### Work order
Give back only the lines in the records below from the one with "use crate::rhi::common::Color;" to the one with "pub struct ClearFlags: u8", both inclusive, word for word.

### Data for the task
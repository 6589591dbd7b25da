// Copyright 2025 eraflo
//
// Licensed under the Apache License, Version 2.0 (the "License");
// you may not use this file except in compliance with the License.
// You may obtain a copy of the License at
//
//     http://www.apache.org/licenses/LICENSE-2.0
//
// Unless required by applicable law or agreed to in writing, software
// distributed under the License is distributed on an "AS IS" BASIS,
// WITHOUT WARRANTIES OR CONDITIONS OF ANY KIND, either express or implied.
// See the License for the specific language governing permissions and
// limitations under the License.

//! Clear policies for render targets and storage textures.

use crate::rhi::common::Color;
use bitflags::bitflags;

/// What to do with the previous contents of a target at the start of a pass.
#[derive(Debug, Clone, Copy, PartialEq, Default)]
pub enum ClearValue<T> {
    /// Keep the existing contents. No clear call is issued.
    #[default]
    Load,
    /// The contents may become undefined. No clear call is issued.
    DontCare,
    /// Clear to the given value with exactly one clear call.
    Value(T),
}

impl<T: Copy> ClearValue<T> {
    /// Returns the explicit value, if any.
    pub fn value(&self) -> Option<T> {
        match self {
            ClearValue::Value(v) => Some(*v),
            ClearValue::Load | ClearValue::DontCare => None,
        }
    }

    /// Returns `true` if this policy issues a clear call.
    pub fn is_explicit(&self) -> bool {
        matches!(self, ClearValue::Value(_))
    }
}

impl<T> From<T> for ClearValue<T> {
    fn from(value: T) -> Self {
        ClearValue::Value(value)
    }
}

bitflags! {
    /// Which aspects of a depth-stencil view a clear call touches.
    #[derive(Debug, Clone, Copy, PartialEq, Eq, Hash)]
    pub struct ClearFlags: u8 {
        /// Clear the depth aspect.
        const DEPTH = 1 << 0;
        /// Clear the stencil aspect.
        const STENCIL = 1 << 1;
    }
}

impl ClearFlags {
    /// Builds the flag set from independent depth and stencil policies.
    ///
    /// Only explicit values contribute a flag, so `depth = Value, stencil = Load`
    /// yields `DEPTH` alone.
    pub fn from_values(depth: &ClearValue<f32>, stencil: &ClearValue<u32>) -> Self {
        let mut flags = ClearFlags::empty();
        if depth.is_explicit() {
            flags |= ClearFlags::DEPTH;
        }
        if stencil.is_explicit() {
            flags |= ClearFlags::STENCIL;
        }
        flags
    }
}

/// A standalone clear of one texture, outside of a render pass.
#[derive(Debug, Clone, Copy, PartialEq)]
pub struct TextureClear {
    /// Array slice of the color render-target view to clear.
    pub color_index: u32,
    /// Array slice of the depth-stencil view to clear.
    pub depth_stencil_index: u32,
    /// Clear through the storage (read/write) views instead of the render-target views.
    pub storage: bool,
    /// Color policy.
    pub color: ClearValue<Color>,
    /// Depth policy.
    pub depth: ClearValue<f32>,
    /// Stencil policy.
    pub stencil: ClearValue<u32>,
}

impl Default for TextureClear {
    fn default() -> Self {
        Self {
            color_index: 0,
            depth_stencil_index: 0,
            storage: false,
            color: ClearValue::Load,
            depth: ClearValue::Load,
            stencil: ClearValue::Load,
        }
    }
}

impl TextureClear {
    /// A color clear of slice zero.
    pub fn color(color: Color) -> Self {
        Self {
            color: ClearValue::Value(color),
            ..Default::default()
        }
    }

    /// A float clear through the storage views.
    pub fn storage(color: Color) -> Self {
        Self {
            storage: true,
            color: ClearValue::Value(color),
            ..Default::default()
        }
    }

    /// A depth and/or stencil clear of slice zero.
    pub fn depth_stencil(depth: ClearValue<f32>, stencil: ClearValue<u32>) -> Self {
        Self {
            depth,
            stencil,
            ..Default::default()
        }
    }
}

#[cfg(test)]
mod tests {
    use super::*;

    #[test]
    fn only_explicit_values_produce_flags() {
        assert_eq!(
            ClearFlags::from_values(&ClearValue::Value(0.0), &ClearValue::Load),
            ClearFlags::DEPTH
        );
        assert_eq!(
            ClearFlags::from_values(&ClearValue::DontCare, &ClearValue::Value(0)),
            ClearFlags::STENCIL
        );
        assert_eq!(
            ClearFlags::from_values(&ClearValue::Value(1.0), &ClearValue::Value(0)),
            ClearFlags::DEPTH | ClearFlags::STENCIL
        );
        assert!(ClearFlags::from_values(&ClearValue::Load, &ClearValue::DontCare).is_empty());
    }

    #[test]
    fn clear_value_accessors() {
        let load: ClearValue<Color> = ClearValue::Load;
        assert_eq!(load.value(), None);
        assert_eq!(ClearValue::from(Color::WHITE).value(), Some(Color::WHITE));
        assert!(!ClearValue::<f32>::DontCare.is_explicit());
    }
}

--

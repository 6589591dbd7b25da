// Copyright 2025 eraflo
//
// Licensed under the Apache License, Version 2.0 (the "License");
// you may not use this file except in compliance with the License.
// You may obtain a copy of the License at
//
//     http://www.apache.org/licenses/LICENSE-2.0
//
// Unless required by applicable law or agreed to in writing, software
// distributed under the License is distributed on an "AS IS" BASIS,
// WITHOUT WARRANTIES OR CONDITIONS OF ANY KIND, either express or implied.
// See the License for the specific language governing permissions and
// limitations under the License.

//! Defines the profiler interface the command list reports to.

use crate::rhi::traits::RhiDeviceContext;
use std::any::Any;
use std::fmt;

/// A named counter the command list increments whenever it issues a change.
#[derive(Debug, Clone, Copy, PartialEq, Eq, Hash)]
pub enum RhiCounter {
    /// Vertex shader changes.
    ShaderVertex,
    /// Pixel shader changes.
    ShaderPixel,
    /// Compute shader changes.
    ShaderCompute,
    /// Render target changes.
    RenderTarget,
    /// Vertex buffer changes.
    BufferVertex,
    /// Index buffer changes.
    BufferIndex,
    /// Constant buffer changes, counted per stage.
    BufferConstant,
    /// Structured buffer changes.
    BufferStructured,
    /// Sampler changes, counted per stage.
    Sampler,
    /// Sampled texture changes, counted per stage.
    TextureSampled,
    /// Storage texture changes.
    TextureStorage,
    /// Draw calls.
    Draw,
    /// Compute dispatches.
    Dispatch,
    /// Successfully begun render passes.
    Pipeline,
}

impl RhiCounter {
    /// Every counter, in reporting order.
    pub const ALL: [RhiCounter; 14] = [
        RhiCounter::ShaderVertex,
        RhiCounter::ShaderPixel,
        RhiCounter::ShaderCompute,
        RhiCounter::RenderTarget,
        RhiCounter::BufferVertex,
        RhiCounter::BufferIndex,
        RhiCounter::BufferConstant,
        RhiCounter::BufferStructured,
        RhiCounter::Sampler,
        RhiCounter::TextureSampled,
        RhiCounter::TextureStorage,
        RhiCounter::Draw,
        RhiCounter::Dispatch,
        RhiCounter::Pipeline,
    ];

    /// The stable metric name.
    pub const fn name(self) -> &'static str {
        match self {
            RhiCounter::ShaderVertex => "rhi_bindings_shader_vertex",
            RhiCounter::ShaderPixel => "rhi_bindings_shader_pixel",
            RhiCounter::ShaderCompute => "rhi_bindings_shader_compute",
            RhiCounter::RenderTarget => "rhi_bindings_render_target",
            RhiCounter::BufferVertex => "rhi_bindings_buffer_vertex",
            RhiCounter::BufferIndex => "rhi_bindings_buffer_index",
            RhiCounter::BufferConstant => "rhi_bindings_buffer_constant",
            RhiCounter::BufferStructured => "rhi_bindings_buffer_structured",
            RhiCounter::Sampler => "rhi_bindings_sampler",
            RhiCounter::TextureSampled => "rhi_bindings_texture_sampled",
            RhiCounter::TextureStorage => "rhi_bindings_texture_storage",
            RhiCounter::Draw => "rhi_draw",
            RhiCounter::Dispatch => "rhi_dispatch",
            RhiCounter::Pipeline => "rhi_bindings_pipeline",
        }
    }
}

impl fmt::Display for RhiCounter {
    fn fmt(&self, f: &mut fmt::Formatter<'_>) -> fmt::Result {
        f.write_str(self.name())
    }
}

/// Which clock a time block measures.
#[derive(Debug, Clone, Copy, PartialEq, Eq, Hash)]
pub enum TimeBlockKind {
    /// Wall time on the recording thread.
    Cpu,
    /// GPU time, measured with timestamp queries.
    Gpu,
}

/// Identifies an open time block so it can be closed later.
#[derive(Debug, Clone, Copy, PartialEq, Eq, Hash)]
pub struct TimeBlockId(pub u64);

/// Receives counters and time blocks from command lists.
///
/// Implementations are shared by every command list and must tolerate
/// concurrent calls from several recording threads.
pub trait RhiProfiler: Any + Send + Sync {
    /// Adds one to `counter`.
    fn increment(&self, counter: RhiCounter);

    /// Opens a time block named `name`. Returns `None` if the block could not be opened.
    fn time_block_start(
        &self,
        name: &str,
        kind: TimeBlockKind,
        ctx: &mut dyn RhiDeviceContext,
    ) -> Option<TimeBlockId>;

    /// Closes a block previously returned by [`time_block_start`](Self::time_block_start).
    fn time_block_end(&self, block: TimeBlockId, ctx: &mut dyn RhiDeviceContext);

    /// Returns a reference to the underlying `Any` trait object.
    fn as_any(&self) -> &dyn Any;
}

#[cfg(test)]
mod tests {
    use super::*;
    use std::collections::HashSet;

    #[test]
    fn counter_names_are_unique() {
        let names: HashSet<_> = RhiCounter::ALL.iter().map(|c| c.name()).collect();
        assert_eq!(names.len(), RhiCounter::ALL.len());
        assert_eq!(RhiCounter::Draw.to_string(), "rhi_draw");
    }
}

### Written response
use crate::rhi::common::Color;
use bitflags::bitflags;

/// What to do with the previous contents of a target at the start of a pass.
#[derive(Debug, Clone, Copy, PartialEq, Default)]
pub enum ClearValue<T> {
    /// Keep the existing contents. No clear call is issued.
    #[default]
    Load,
    /// The contents may become undefined. No clear call is issued.
    DontCare,
    /// Clear to the given value with exactly one clear call.
    Value(T),
}

impl<T: Copy> ClearValue<T> {
    /// Returns the explicit value, if any.
    pub fn value(&self) -> Option<T> {
        match self {
            ClearValue::Value(v) => Some(*v),
            ClearValue::Load | ClearValue::DontCare => None,
        }
    }

    /// Returns `true` if this policy issues a clear call.
    pub fn is_explicit(&self) -> bool {
        matches!(self, ClearValue::Value(_))
    }
}

impl<T> From<T> for ClearValue<T> {
    fn from(value: T) -> Self {
        ClearValue::Value(value)
    }
}

bitflags! {
    /// Which aspects of a depth-stencil view a clear call touches.
    #[derive(Debug, Clone, Copy, PartialEq, Eq, Hash)]
    pub struct ClearFlags: u8 {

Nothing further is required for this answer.